This year’s Cheltenham Festival takes place between Tuesday 13-Friday 16 March with race prize money second only to the Grand National on the horse calendar.
Many of the best British and Irish-trained horses race, which in itself is relatively rare during the rest of the season.
The event attracts many punters new and old to make a punt on the races, with the Gold Cup being the biggest attraction. Whilst there are plenty of betting stands at the event itself there can often be queues which is my many punters like to bet on the races online.
Might Bite is this year’s favourite for the Gold Cup with Betfair currently offering odds of 4/1. The Irish horse is closely followed by Native River and Sizing John, both joint-second favourites at 6/1.
Many punters wait to the day itself before placing their bets, whilst the smarter punters will often look at Cheltenham festival tips to get the best value long before the race starts and odds of the fancied horses drop.
As for the jockeys themselves – they have a strict regimen to follow in order to make the weight limit and be in tip top shape for one of the biggest horse racing events in any calendar year.
Whilst most men in Great Britain eat around 2,500 calories a day, jockeys perform their job after consuming only around 40% of that.
Yes, jockeys manage to perform on 1,000 calories per day, with the weight limit for UK jockeys being 57kg. And jockeys are on the scales first thing in the morning and last thing at night to make sure they’re on track to make the weight limit for their races.
As a result, a jockey’s strict diet means their meals can often be just 300-500 calories per serving. Breaking the strict diet can easily result in weight gain, particularly for those who have been over the weight limit before or went to extreme lengths to cut down their weight in order to become a jockey in the first place.
Jockeys compete all year round and ride half-tonne horses at speeds of up to 35pmh. It’s important they get their diet right and be strict in order to both be able to compete and give themselves the best opportunity of winning. Weight is often the difference between winning and not.
Although there are several ways to drop weight, such as sweating in a sauna, a strict diet is often the key to success. Diuretics are banned from the sport, but exercise and laxatives can be used to get the same result.
Eggs are a popular breakfast among jockeys because they get the metabolism rolling in the morning. Those who aren’t a big fan of eggs or like a change up every now and then could go with honey. It’s not uncommon to consume breakfast after exercising the horses or a morning job as the metabolism is already high and burns off the calories quicker. It’s not uncommon for a jockey to have a coffee or tea to start the day either.
Like most people, breakfast is the most important meal of the day for jockeys to set them up for the day and to make sure they’re not low on energy. Drinking plenty of water to keep hydrated is a key tip for any wannabe jockeys.

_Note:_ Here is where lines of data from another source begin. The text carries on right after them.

//! Adapter over alloy's typed transaction decoding.
//!
//! EIP-2930, EIP-1559 and signed standard legacy payloads are decoded by
//! `alloy-consensus`. Its native integers (`u64`, `u128`, `U256`) are never
//! exposed: every numeric field leaves this module as a hex quantity string,
//! so all envelope kinds share the [`DecodedTransaction`] shape.
//!
//! Unsigned standard legacy lists have no alloy representation (its legacy
//! envelope is always signed); those go through [`LegacyTransaction`].

use alloy_consensus::{SignableTransaction, Signed, TxEip1559, TxEip2930, TxEnvelope, TxLegacy};
use alloy_eips::eip2718::Decodable2718;
use alloy_eips::eip2930::AccessList;
use alloy_eips::Typed2718;
use alloy_primitives::{Signature, TxKind, U256};
use codec_utils::hex::{prefixed_hex, u128_quantity, u64_quantity};

use crate::address::{checksum_address, recover_sender};
use crate::decoded::{AccessListEntry, DecodedTransaction, EnvelopeKind, SignatureFields};
use crate::error::TxError;
use crate::legacy::{u256_quantity, LegacyLayout, LegacyTransaction};

/// A decoded standard legacy transaction.
#[derive(Debug, Clone)]
pub enum StandardLegacy {
    Signed(Signed<TxLegacy>),
    Unsigned(LegacyTransaction),
}

impl StandardLegacy {
    pub fn to_decoded(&self, envelope: EnvelopeKind) -> Result<DecodedTransaction, TxError> {
        match self {
            StandardLegacy::Signed(signed) => legacy_to_decoded(signed, envelope),
            StandardLegacy::Unsigned(tx) => tx.to_decoded(envelope),
        }
    }
}

/// Decodes an EIP-2718 payload (type byte included) with alloy.
pub fn decode_envelope(payload: &[u8]) -> Result<TxEnvelope, TxError> {
    let mut buf = payload;
    let envelope = TxEnvelope::decode_2718(&mut buf)?;
    if !buf.is_empty() {
        return Err(TxError::MalformedRlp(format!(
            "{} trailing bytes after transaction",
            buf.len()
        )));
    }
    Ok(envelope)
}

/// Decodes a standard legacy list.
///
/// `fields` are the already split list elements of `payload`; they are
/// validated first (field count, canonical integers, joint v/r/s) so that
/// errors name the offending field.
pub fn decode_standard_legacy(
    payload: &[u8],
    fields: &[&[u8]],
    chain_id: u64,
) -> Result<StandardLegacy, TxError> {
    let parsed = LegacyTransaction::from_fields(fields, LegacyLayout::Standard, chain_id)?;
    if !parsed.is_signed() {
        return Ok(StandardLegacy::Unsigned(parsed));
    }

    match decode_envelope(payload)? {
        TxEnvelope::Legacy(signed) => Ok(StandardLegacy::Signed(signed)),
        other => Err(TxError::UnsupportedEnvelope(format!(
            "expected legacy, decoded type {}",
            other.ty()
        ))),
    }
}

pub fn legacy_to_decoded(
    signed: &Signed<TxLegacy>,
    envelope: EnvelopeKind,
) -> Result<DecodedTransaction, TxError> {
    let tx = signed.tx();
    let sig = signed.signature();

    // Pre-EIP-155 signatures use 27/28, replay-protected ones 35 + 2 * chainId.
    let v = match tx.chain_id {
        Some(chain_id) => U256::from(chain_id) * U256::from(2u8) + U256::from(35u8),
        None => U256::from(27u8),
    } + U256::from(sig.v() as u8);

    Ok(DecodedTransaction {
        envelope,
        tx_type: None,
        hash: prefixed_hex(signed.hash().as_slice()),
        chain_id: tx.chain_id.map(u64_quantity),
        nonce: u64_quantity(tx.nonce),
        gas_price: Some(u128_quantity(tx.gas_price)),
        max_priority_fee_per_gas: None,
        max_fee_per_gas: None,
        gas_limit: u64_quantity(tx.gas_limit),
        from: Some(sender(tx, sig)?),
        to: render_to(&tx.to),
        value: u256_quantity(tx.value),
        data: prefixed_hex(&tx.input),
        access_list: None,
        signature: Some(SignatureFields {
            v: u256_quantity(v),
            r: u256_quantity(sig.r()),
            s: u256_quantity(sig.s()),
        }),
    })
}

pub fn eip2930_to_decoded(signed: &Signed<TxEip2930>) -> Result<DecodedTransaction, TxError> {
    let tx = signed.tx();
    let sig = signed.signature();

    Ok(DecodedTransaction {
        envelope: EnvelopeKind::Eip2930,
        tx_type: Some(u64_quantity(1)),
        hash: prefixed_hex(signed.hash().as_slice()),
        chain_id: Some(u64_quantity(tx.chain_id)),
        nonce: u64_quantity(tx.nonce),
        gas_price: Some(u128_quantity(tx.gas_price)),
        max_priority_fee_per_gas: None,
        max_fee_per_gas: None,
        gas_limit: u64_quantity(tx.gas_limit),
        from: Some(sender(tx, sig)?),
        to: render_to(&tx.to),
        value: u256_quantity(tx.value),
        data: prefixed_hex(&tx.input),
        access_list: Some(render_access_list(&tx.access_list)),
        signature: Some(parity_signature(sig)),
    })
}

pub fn eip1559_to_decoded(signed: &Signed<TxEip1559>) -> Result<DecodedTransaction, TxError> {
    let tx = signed.tx();
    let sig = signed.signature();

    Ok(DecodedTransaction {
        envelope: EnvelopeKind::Eip1559,
        tx_type: Some(u64_quantity(2)),
        hash: prefixed_hex(signed.hash().as_slice()),
        chain_id: Some(u64_quantity(tx.chain_id)),
        nonce: u64_quantity(tx.nonce),
        gas_price: None,
        max_priority_fee_per_gas: Some(u128_quantity(tx.max_priority_fee_per_gas)),
        max_fee_per_gas: Some(u128_quantity(tx.max_fee_per_gas)),
        gas_limit: u64_quantity(tx.gas_limit),
        from: Some(sender(tx, sig)?),
        to: render_to(&tx.to),
        value: u256_quantity(tx.value),
        data: prefixed_hex(&tx.input),
        access_list: Some(render_access_list(&tx.access_list)),
        signature: Some(parity_signature(sig)),
    })
}

fn sender<T: SignableTransaction<Signature>>(tx: &T, sig: &Signature) -> Result<String, TxError> {
    let address = recover_sender(&tx.signature_hash(), sig.v() as u8, sig.r(), sig.s())?;
    Ok(checksum_address(&address))
}

/// Typed envelopes carry the y-parity itself as `v`.
fn parity_signature(sig: &Signature) -> SignatureFields {
    SignatureFields {
        v: u64_quantity(sig.v() as u64),
        r: u256_quantity(sig.r()),
        s: u256_quantity(sig.s()),
    }
}

fn render_to(to: &TxKind) -> Option<String> {
    match to {
        TxKind::Call(address) => Some(checksum_address(address)),
        TxKind::Create => None,
    }
}

fn render_access_list(list: &AccessList) -> Vec<AccessListEntry> {
    list.0
        .iter()
        .map(|item| AccessListEntry {
            address: checksum_address(&item.address),
            storage_keys: item
                .storage_keys
                .iter()
                .map(|key| prefixed_hex(key.as_slice()))
                .collect(),
        })
        .collect()
}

Lunch may be protein based with salad or replaced by something high in protein, such as sweets or sweet tea. Skipping lunch is not advised as it is recommended to plan on eating a minimum of three complete meals each day. Liquid meal replacements are fine on occasion.
Steak and other meats along with a salad are popular at dinner time. Fish is another common meal at dinner time as it has the ability to keep one feeling full without eating too much.
On race days, jockeys may eat foods to give them a boost in energy, such as a small piece of chocolate or even ice cream. Food is usually consumed two or three hours before the start of the race.
Portion control is of big importance to jockeys in order to keep their calorie count under control in order not to go over the 57kg limit.
Some jockeys eat plenty of starchy food, such as bread, rice, potatoes and pasta to keep them feeling full, whilst others avoid these as they are associated with gaining weight. What’s true of all jockey diets is five or more portions of fruit and vegetables each day to help provide the required vitamins and minerals to stay healthy. Likewise, 2-3 portions of dairy foods each day help keep the bones strong.
To state the obvious, jockeys don’t and shouldn’t eat too much fat. Whereas meat, fish and eggs all provide to protein for muscle growth.